Le criminel de carrière était notamment dans le collimateur du clan sicilien, toujours considéré par la police, encore pour le moment du moins, comme le plus fort de la mafia montréalaise. Comme la police, certains membres du clan soupçonnent Francesco Del Balso d’avoir commandité la tentative de meurtre de Leonardo Rizzuto. Del Balso avait été arrêté à l’aéroport avec un aller simple pour l’Italie peu après l’attaque de Rizzuto. Il a ensuite été libéré après avoir confisqué son passeport.
Peu de temps après, dans la foulée d’une série d’incendies criminels liés au crime organisé, deux véhicules ont été incendiés dans l’entrée d’une résidence située tout près de celle de Francesco Del Balso.
Une salle de sport fréquentée par les motards

PHOTO PATRICK SANFAÇON, LA PRESSE
Un employé de Monster Gym nettoie la scène le lendemain du meurtre.
Une hypothèse qui sera sûrement examinée par la police : on aurait tendu un piège à Del Balso en le convoquant au centre d’entraînement où il a été tué. L’endroit serait fréquenté par des membres d’un club scolaire des Hells Angels, les Rolling Aces, selon des sources policières et criminelles.
Selon des sources bien au courant des négociations de la pègre qui se sont confiées à La presseFrancesco Del Balso a peut-être été sacrifié par les Hells Angels pour acheter la paix avec le clan sicilien de la mafia montréalaise.

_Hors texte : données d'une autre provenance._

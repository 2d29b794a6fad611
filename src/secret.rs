//! Secret generation and the iterated-hash integrity fingerprint used to recognize a correctly
//! recovered secret.

use rand::RngCore;
use sha2::{Digest, Sha256};
use zeroize::{Zeroize, ZeroizeOnDrop};

/// Length in bytes of the store's shielded secret.
pub const SECRET_LEN: usize = 32;

/// Number of SHA-256 iterations applied when computing the integrity fingerprint.
///
/// Iterating slows brute-force verification of a candidate recovered secret. This constant is
/// part of the on-disk format: a store loaded with a different value here would silently accept
/// or reject the wrong candidates on `unlock`.
pub const RECOMBINATION_ITERATIONS: u32 = 100_000;

/// A 32-byte secret. Zeroized on drop since it is the shielded key that protects every other
/// account in the store.
#[derive(Clone, Zeroize, ZeroizeOnDrop)]
pub struct Secret(pub [u8; SECRET_LEN]);

impl Secret {
    pub fn as_bytes(&self) -> &[u8; SECRET_LEN] {
        &self.0
    }
}

/// The integrity fingerprint stored alongside the account data. Not sensitive on its own (it
/// reveals nothing about the secret short of a pre-image search through `RECOMBINATION_ITERATIONS`
/// rounds of SHA-256), so it is not zeroized.
pub type Fingerprint = [u8; 32];

/// Applies SHA-256 `iterations` times to `input`, feeding each digest back in as the next input.
fn iterated_hash(input: &[u8], iterations: u32) -> [u8; 32] {
    let mut digest: [u8; 32] = Sha256::digest(input).into();
    for _ in 1..iterations {
        digest = Sha256::digest(digest).into();
    }
    digest
}

/// Generates a fresh, uniformly random secret and its integrity fingerprint.
pub fn create_secret() -> (Secret, Fingerprint) {
    let mut bytes = [0u8; SECRET_LEN];
    rand::thread_rng().fill_bytes(&mut bytes);
    let fingerprint = iterated_hash(&bytes, RECOMBINATION_ITERATIONS);
    (Secret(bytes), fingerprint)
}

/// Returns `true` iff `candidate`, iterated-hashed `RECOMBINATION_ITERATIONS` times, matches
/// `fingerprint`. The comparison is constant-time.
pub fn verify_secret(candidate: &[u8; SECRET_LEN], fingerprint: &Fingerprint) -> bool {
    let digest = iterated_hash(candidate, RECOMBINATION_ITERATIONS);
    crate::bytes::ct_eq(&digest, fingerprint)
}
//! The persisted file format: a deterministic byte stream carrying the integrity fingerprint,
//! isolated-check bits, and the account map. Never the shielded key, never the share engine's
//! polynomial coefficients, never a flag saying whether the secret is known.

use std::collections::BTreeMap;
use std::io::{Read, Write};

use byteorder::{LittleEndian, ReadBytesExt, WriteBytesExt};

use crate::error::Error;
use crate::record::{AccountRecord, SALT_LEN};
use crate::secret::Fingerprint;

/// The only format tag this crate understands. Bumped if the byte layout ever changes.
const FORMAT_VERSION: u8 = 0x01;

pub(crate) struct Loaded {
    pub isolated_check_bits: u8,
    pub fingerprint: Fingerprint,
    pub accounts: BTreeMap<String, Vec<AccountRecord>>,
}

pub(crate) fn write<W: Write>(
    mut out: W,
    isolated_check_bits: u8,
    fingerprint: &Fingerprint,
    accounts: &BTreeMap<String, Vec<AccountRecord>>,
) -> Result<(), Error> {
    out.write_u8(FORMAT_VERSION)?;
    out.write_u8(isolated_check_bits)?;
    out.write_all(fingerprint)?;

    out.write_u32::<LittleEndian>(accounts.len() as u32)?;
    for (username, records) in accounts {
        let username_bytes = username.as_bytes();
        out.write_u16::<LittleEndian>(username_bytes.len() as u16)?;
        out.write_all(username_bytes)?;

        out.write_u8(records.len() as u8)?;
        for record in records {
            // The format's share number field is a signed byte; reinterpret our unsigned domain
            // (bootstrap=255, shielded=0, protector=1..=254) as its two's-complement bit pattern,
            // e.g. 255 round-trips as -1 and 200 as -56.
            out.write_i8(record.share_number as i8)?;
            out.write_all(&record.salt)?;
            out.write_u16::<LittleEndian>(record.passhash.len() as u16)?;
            out.write_all(&record.passhash)?;
        }
    }
    Ok(())
}

pub(crate) fn read<R: Read>(mut input: R) -> Result<Loaded, Error> {
    let version = input.read_u8()?;
    if version != FORMAT_VERSION {
        return Err(Error::BadFormat);
    }
    let isolated_check_bits = input.read_u8()?;

    let mut fingerprint = [0u8; 32];
    input.read_exact(&mut fingerprint)?;

    let account_count = input.read_u32::<LittleEndian>()?;
    let mut accounts = BTreeMap::new();
    for _ in 0..account_count {
        let username_len = input.read_u16::<LittleEndian>()? as usize;
        let mut username_bytes = vec![0u8; username_len];
        input.read_exact(&mut username_bytes)?;
        let username = String::from_utf8(username_bytes).map_err(|_| Error::BadFormat)?;

        let record_count = input.read_u8()?;
        let mut records = Vec::with_capacity(record_count as usize);
        for _ in 0..record_count {
            let share_number = input.read_i8()? as u8;
            let mut salt = [0u8; SALT_LEN];
            input.read_exact(&mut salt)?;
            let passhash_len = input.read_u16::<LittleEndian>()? as usize;
            let mut passhash = vec![0u8; passhash_len];
            input.read_exact(&mut passhash)?;
            records.push(AccountRecord { share_number, salt, passhash });
        }
        accounts.insert(username, records);
    }

    Ok(Loaded { isolated_check_bits, fingerprint, accounts })
}
//! Types and abstractions for store errors.

use core::fmt;

use crate::share::ShareError;

/// An error raised by a store operation.
#[derive(Debug)]
pub enum Error {
    /// The username is already in use.
    DuplicateUser,
    /// No account exists for the given username.
    UnknownUser,
    /// The requested share count is invalid, or would exceed the 254 available protector shares.
    ShareExhausted,
    /// A locked store can only create bootstrap accounts (zero shares).
    BootstrapOnly,
    /// A locked store with no isolated-check bits configured cannot answer `is_valid_login` at all.
    StillBootstrapping,
    /// `write_password_data` was attempted before enough protector shares exist to recover later.
    UnderThreshold,
    /// Fewer shares were submitted to `unlock` than the threshold requires.
    InsufficientShares,
    /// More of the submitted shares were wrong than the threshold's correction capacity allows.
    UnrecoverableShares,
    /// The shares submitted to `unlock` did not recombine into the secret on record.
    BadUnlock,
    /// `unlock` was called on a store that is already unlocked.
    AlreadyUnlocked,
    /// The persisted file's format tag is not one this crate understands.
    BadFormat,
    /// An I/O failure while reading or writing the persisted file.
    Io(std::io::Error),
}

impl fmt::Display for Error {
    fn fmt(&self, f: &mut fmt::Formatter<'_>) -> fmt::Result {
        match self {
            Error::DuplicateUser => write!(f, "username already exists"),
            Error::UnknownUser => write!(f, "unknown user"),
            Error::ShareExhausted => write!(f, "invalid or exhausted share count"),
            Error::BootstrapOnly => write!(f, "store is locked; only bootstrap accounts (0 shares) can be created"),
            Error::StillBootstrapping => {
                write!(f, "store is still bootstrapping and isolated validation is disabled")
            }
            Error::UnderThreshold => write!(f, "not enough protector shares to write a recoverable file"),
            Error::InsufficientShares => write!(f, "fewer shares submitted than the threshold requires"),
            Error::UnrecoverableShares => write!(f, "too many incorrect shares to recover the secret"),
            Error::BadUnlock => write!(f, "recovered secret did not match the stored integrity fingerprint"),
            Error::AlreadyUnlocked => write!(f, "store is already unlocked"),
            Error::BadFormat => write!(f, "unrecognized persisted file format"),
            Error::Io(err) => write!(f, "I/O error: {err}"),
        }
    }
}

impl std::error::Error for Error {
    fn source(&self) -> Option<&(dyn std::error::Error + 'static)> {
        match self {
            Error::Io(err) => Some(err),
            _ => None,
        }
    }
}

impl From<std::io::Error> for Error {
    fn from(err: std::io::Error) -> Self {
        Error::Io(err)
    }
}

impl From<ShareError> for Error {
    fn from(err: ShareError) -> Self {
        match err {
            ShareError::InsufficientShares => Error::InsufficientShares,
            ShareError::UnrecoverableShares => Error::UnrecoverableShares,
        }
    }
}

Le patron était devenu très proche du groupe de motards criminels ces dernières années. Il aurait également rencontré Martin Robert, un membre important de la branche montréalaise des Hells, peu avant sa mort. Fin 2021, il avait vendu son condo de Sainte-Julie à un parent par alliance du motard, selon le Registre foncier.
Un travail qui l’a gardé sur la route
Alors qu’il était au cœur de nombreuses intrigues et multipliait les rencontres avec des personnalités influentes du monde criminel, les déplacements de Francesco Del Balso en ville se sont compliqués l’automne dernier. Selon des documents judiciaires déposés en cour, la Société de l’assurance automobile du Québec avait entrepris des démarches pour lui retirer son permis. Del Balso, qui a conduit des véhicules Mercedes, Lexus et Porsche ces dernières années, avait accumulé plus que le nombre maximum de points d’inaptitude.
Le vétéran du crime organisé avait pourtant trouvé un argument pour justifier sa présence continue sur les routes. Il avait convaincu le tribunal de le laisser conduire du lundi au samedi, de 5 heures du matin à 22 heures, dans le cadre de son travail de directeur commercial pour la société Dix Étoiles Plus, un commerce de gros de fruits et légumes.
« M. Francesco Del Balso travaille dans notre entreprise depuis 2016 en tant que directeur des ventes. Il doit utiliser un véhicule automobile pour représenter l’entreprise auprès d’une centaine de clients commerciaux (restaurants, kiosques, hôpitaux, etc.), a expliqué au juge le président de l’entreprise, Athénas Samaras, dans une lettre déposée au tribunal de justice de Laval. le 24 octobre.
Pour convaincre le magistrat, ses avocats avaient insisté sur le fait que ce travail d’honnête représentant en fruits et légumes était « son travail principal dont il tire sa subsistance ».